Every line containing the string "exceeds" should be returned from the records.

Saved entries:
....

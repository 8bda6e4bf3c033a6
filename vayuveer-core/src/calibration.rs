//! Clean-air baseline calibration
//!
//! Runs once at startup, blocking: wait for the heater to settle, average a
//! burst of readings, and put the alarm threshold a fixed offset above that
//! average. This is a best-effort estimate, not a measured-precision
//! instrument; there are no retries and an unreadable sensor yields a
//! baseline of 0 rather than aborting startup.

use embedded_hal::delay::DelayNs;

use crate::{
    config::MonitorConfig,
    errors::{GasMonitorError, MonitorResult},
    hal::AnalogSensor,
};

/// Timing and offset for one calibration run
#[derive(Debug, Clone, Copy, PartialEq, Eq)]
pub struct CalibrationParams {
    /// Heater settling time before the first reading
    pub warmup_ms: u32,
    /// Number of readings averaged
    pub sample_count: u16,
    /// Delay after each reading
    pub sample_delay_ms: u32,
    /// Added to the baseline to form the initial threshold
    pub threshold_offset: u32,
}

impl From<&MonitorConfig> for CalibrationParams {
    fn from(config: &MonitorConfig) -> Self {
        Self {
            warmup_ms: config.warmup_ms,
            sample_count: config.calibration_samples,
            sample_delay_ms: config.calibration_sample_delay_ms,
            threshold_offset: config.threshold_offset,
        }
    }
}

/// Outcome of a calibration run
#[derive(Debug, Clone, Copy, PartialEq, Eq)]
pub struct CalibrationResult {
    /// Mean clean-air reading
    pub baseline: u16,
    /// `baseline + threshold_offset`
    pub threshold: u32,
    /// Readings that actually contributed to the mean
    pub samples_used: u16,
}

impl CalibrationResult {
    /// Check the baseline against a plausible window
    ///
    /// A stuck-low (floating input) or stuck-high (saturated ADC) sensor
    /// still calibrates; this only reports it.
    pub fn check_plausible(&self, floor: u16, ceiling: u16) -> MonitorResult<()> {
        if self.samples_used == 0 {
            return Err(GasMonitorError::SensorUnavailable {
                reason: "no calibration reading succeeded",
            });
        }

        if self.baseline < floor || self.baseline > ceiling {
            return Err(GasMonitorError::CalibrationImplausible {
                baseline: self.baseline,
                floor,
                ceiling,
            });
        }

        Ok(())
    }
}

/// Establish the clean-air baseline
///
/// Failed reads are logged and left out of the mean. If every read fails the
/// baseline is 0 and the threshold is just the offset.
pub fn calibrate<S, D>(sensor: &mut S, delay: &mut D, params: CalibrationParams) -> CalibrationResult
where
    S: AnalogSensor,
    D: DelayNs,
{
    log_info!("Heating sensor for {} ms...", params.warmup_ms);
    delay.delay_ms(params.warmup_ms);

    log_info!("Calibrating sensor in clean air...");
    let mut sum: u32 = 0;
    let mut used: u16 = 0;

    for _ in 0..params.sample_count {
        match nb::block!(sensor.read_raw()) {
            Ok(raw) => {
                sum += u32::from(raw);
                used += 1;
            }
            Err(_e) => {
                log_warn!("Calibration read failed: {:?}", _e);
            }
        }
        delay.delay_ms(params.sample_delay_ms);
    }

    let baseline = if used == 0 { 0 } else { (sum / u32::from(used)) as u16 };
    let threshold = u32::from(baseline).saturating_add(params.threshold_offset);

    log_info!("Baseline={}, Threshold={}", baseline, threshold);

    CalibrationResult {
        baseline,
        threshold,
        samples_used: used,
    }
}

#[cfg(test)]
mod tests {
    use super::*;
    use core::convert::Infallible;

    struct Constant(u16);

    impl AnalogSensor for Constant {
        type Error = Infallible;

        fn read_raw(&mut self) -> nb::Result<u16, Self::Error> {
            Ok(self.0)
        }
    }

    /// Fails every other read, returning `WouldBlock` once before each success
    struct Flaky {
        calls: u32,
        value: u16,
    }

    impl AnalogSensor for Flaky {
        type Error = &'static str;

        fn read_raw(&mut self) -> nb::Result<u16, Self::Error> {
            self.calls += 1;
            match self.calls % 3 {
                0 => Err(nb::Error::Other("adc timeout")),
                1 => Err(nb::Error::WouldBlock),
                _ => Ok(self.value),
            }
        }
    }

    #[derive(Default)]
    struct CountingDelay {
        total_ms: u64,
    }

    impl DelayNs for CountingDelay {
        fn delay_ns(&mut self, ns: u32) {
            self.total_ms += u64::from(ns / 1_000_000);
        }

        fn delay_ms(&mut self, ms: u32) {
            self.total_ms += u64::from(ms);
        }
    }

    fn params(samples: u16) -> CalibrationParams {
        CalibrationParams {
            warmup_ms: 15_000,
            sample_count: samples,
            sample_delay_ms: 50,
            threshold_offset: 120,
        }
    }

    #[test]
    fn constant_input_yields_that_baseline() {
        for &value in &[0u16, 1, 1000, 4095] {
            let mut delay = CountingDelay::default();
            let result = calibrate(&mut Constant(value), &mut delay, params(50));
            assert_eq!(result.baseline, value);
            assert_eq!(result.threshold, u32::from(value) + 120);
            assert_eq!(result.samples_used, 50);
        }
    }

    #[test]
    fn waits_warmup_plus_sample_spacing() {
        let mut delay = CountingDelay::default();
        calibrate(&mut Constant(900), &mut delay, params(50));
        assert_eq!(delay.total_ms, 15_000 + 50 * 50);
    }

    #[test]
    fn failed_reads_are_skipped() {
        let mut sensor = Flaky { calls: 0, value: 800 };
        let mut delay = CountingDelay::default();
        let result = calibrate(&mut sensor, &mut delay, params(6));

        // Sequence per attempt: WouldBlock then Ok, or Other -> skipped
        assert!(result.samples_used > 0);
        assert!(result.samples_used < 6);
        assert_eq!(result.baseline, 800);
    }

    #[test]
    fn zero_samples_is_degenerate_not_fatal() {
        let mut delay = CountingDelay::default();
        let result = calibrate(&mut Constant(1000), &mut delay, params(0));
        assert_eq!(result.baseline, 0);
        assert_eq!(result.threshold, 120);
        assert!(matches!(
            result.check_plausible(1, 4094),
            Err(GasMonitorError::SensorUnavailable { .. })
        ));
    }

    #[test]
    fn huge_offset_saturates() {
        let mut delay = CountingDelay::default();
        let result = calibrate(
            &mut Constant(1000),
            &mut delay,
            CalibrationParams {
                threshold_offset: u32::MAX,
                ..params(5)
            },
        );
        assert_eq!(result.baseline, 1000);
        assert_eq!(result.threshold, u32::MAX);
    }

    #[test]
    fn plausibility_window() {
        let ok = CalibrationResult { baseline: 1000, threshold: 1120, samples_used: 50 };
        assert!(ok.check_plausible(1, 4094).is_ok());

        let stuck_high = CalibrationResult { baseline: 4095, threshold: 4215, samples_used: 50 };
        assert_eq!(
            stuck_high.check_plausible(1, 4094),
            Err(GasMonitorError::CalibrationImplausible { baseline: 4095, floor: 1, ceiling: 4094 })
        );
    }
}
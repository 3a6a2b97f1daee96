//! Error types for respwire
//!
//! Provides a unified error type for all operations, plus the framing
//! errors raised while splitting the byte stream into frames.

use base64::engine::general_purpose::STANDARD_NO_PAD;
use base64::Engine as _;
use bytes::Bytes;
use thiserror::Error;

use crate::protocol::MIN_FRAME_LEN;

/// Result type alias using RespError
pub type Result<T> = std::result::Result<T, RespError>;

/// Unified error type for respwire operations
#[derive(Debug, Error)]
pub enum RespError {
    // -------------------------------------------------------------------------
    // I/O Errors
    // -------------------------------------------------------------------------
    #[error("IO error: {0}")]
    Io(#[from] std::io::Error),

    // -------------------------------------------------------------------------
    // Framing Errors (fatal for the stream)
    // -------------------------------------------------------------------------
    #[error("Framing error: {0}")]
    Framing(#[from] FramingError),

    // -------------------------------------------------------------------------
    // Decode Errors
    // -------------------------------------------------------------------------
    #[error("stream was empty")]
    EmptyStream,

    #[error("failed to parse {what}: {text:?}")]
    InvalidNumber { what: &'static str, text: String },

    #[error("unknown type marker: 0x{0:02x}")]
    UnknownMarker(u8),

    #[error("{0} is not valid UTF-8")]
    InvalidUtf8(&'static str),

    #[error("array nesting exceeds the limit of {max} levels")]
    NestingTooDeep { max: usize },

    #[error("failed to read item {index} from array: {source}")]
    Item {
        index: usize,
        #[source]
        source: Box<RespError>,
    },

    // -------------------------------------------------------------------------
    // Encode Errors
    // -------------------------------------------------------------------------
    #[error("unsupported value: {0}")]
    Unsupported(String),

    // -------------------------------------------------------------------------
    // Accessor Errors
    // -------------------------------------------------------------------------
    /// An error reply sent by the server, surfaced verbatim
    #[error("{0}")]
    Server(String),

    #[error("content is not {expected}: {found}")]
    TypeMismatch { expected: &'static str, found: String },

    // -------------------------------------------------------------------------
    // Connection Errors
    // -------------------------------------------------------------------------
    #[error("failed to connect to {addr}: {source}")]
    Connect {
        addr: String,
        #[source]
        source: std::io::Error,
    },

    #[error("connection to {0} is broken by an earlier error")]
    Broken(String),

    // -------------------------------------------------------------------------
    // Configuration Errors
    // -------------------------------------------------------------------------
    #[error("Configuration error: {0}")]
    Config(String),
}

impl RespError {
    /// True when the stream is unusable and the connection must be discarded.
    ///
    /// Accessor errors and `Unsupported` are raised before anything reaches
    /// the wire (or after a full response was read), so they leave the
    /// connection intact.
    pub fn is_fatal(&self) -> bool {
        !matches!(
            self,
            RespError::Server(_)
                | RespError::TypeMismatch { .. }
                | RespError::Unsupported(_)
                | RespError::Config(_)
        )
    }
}

/// Errors raised while cutting the byte stream into frames.
///
/// Every variant that stems from unexpected bytes keeps those bytes so the
/// stream can be diagnosed after the fact.
#[derive(Debug, Clone, PartialEq, Eq, Error)]
pub enum FramingError {
    #[error(
        "unexpected end of stream, a frame needs at least {} bytes to be valid, actual content in base64: [{}]",
        MIN_FRAME_LEN,
        base64_content(.content)
    )]
    TooShort { content: Bytes },

    #[error(
        "unexpected end of stream, there should have been a \\r\\n before the end, actual content in base64: [{}]",
        base64_content(.content)
    )]
    MissingTerminator { content: Bytes },

    #[error(
        "frame has no type marker, actual content in base64: [{}]",
        base64_content(.content)
    )]
    EmptyFrame { content: Bytes },

    #[error(
        "frame starts as bulk string but length is not a valid int, actual content in base64: [{}]",
        base64_content(.content)
    )]
    InvalidLength { content: Bytes },

    #[error("bulk string of {len} bytes exceeds the limit of {max} bytes")]
    BulkTooLarge { len: usize, max: usize },

    #[error("line frame of at least {len} bytes exceeds the limit of {max} bytes")]
    LineTooLong { len: usize, max: usize },

    #[error(
        "bulk string payload is not followed by \\r\\n, actual content in base64: [{}]",
        base64_content(.content)
    )]
    UnterminatedBulk { content: Bytes },

    #[error(
        "unexpected end of stream, stream ends before bulk string has ended, expected there to be {expected} total bytes but there were only {actual}, actual content in base64: [{}]",
        base64_content(.content)
    )]
    IncompleteBulk {
        expected: usize,
        actual: usize,
        content: Bytes,
    },
}

impl FramingError {
    /// The raw bytes that triggered the error, when the variant carries any
    pub fn content(&self) -> Option<&Bytes> {
        match self {
            FramingError::TooShort { content }
            | FramingError::MissingTerminator { content }
            | FramingError::EmptyFrame { content }
            | FramingError::InvalidLength { content }
            | FramingError::UnterminatedBulk { content }
            | FramingError::IncompleteBulk { content, .. } => Some(content),
            FramingError::BulkTooLarge { .. } | FramingError::LineTooLong { .. } => None,
        }
    }
}

fn base64_content(content: &[u8]) -> String {
    STANDARD_NO_PAD.encode(content)
}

....

- ANSWER SPACE:
    #[error("array nesting exceeds the limit of {max} levels")]
    #[error("bulk string of {len} bytes exceeds the limit of {max} bytes")]
    #[error("line frame of at least {len} bytes exceeds the limit of {max} bytes")]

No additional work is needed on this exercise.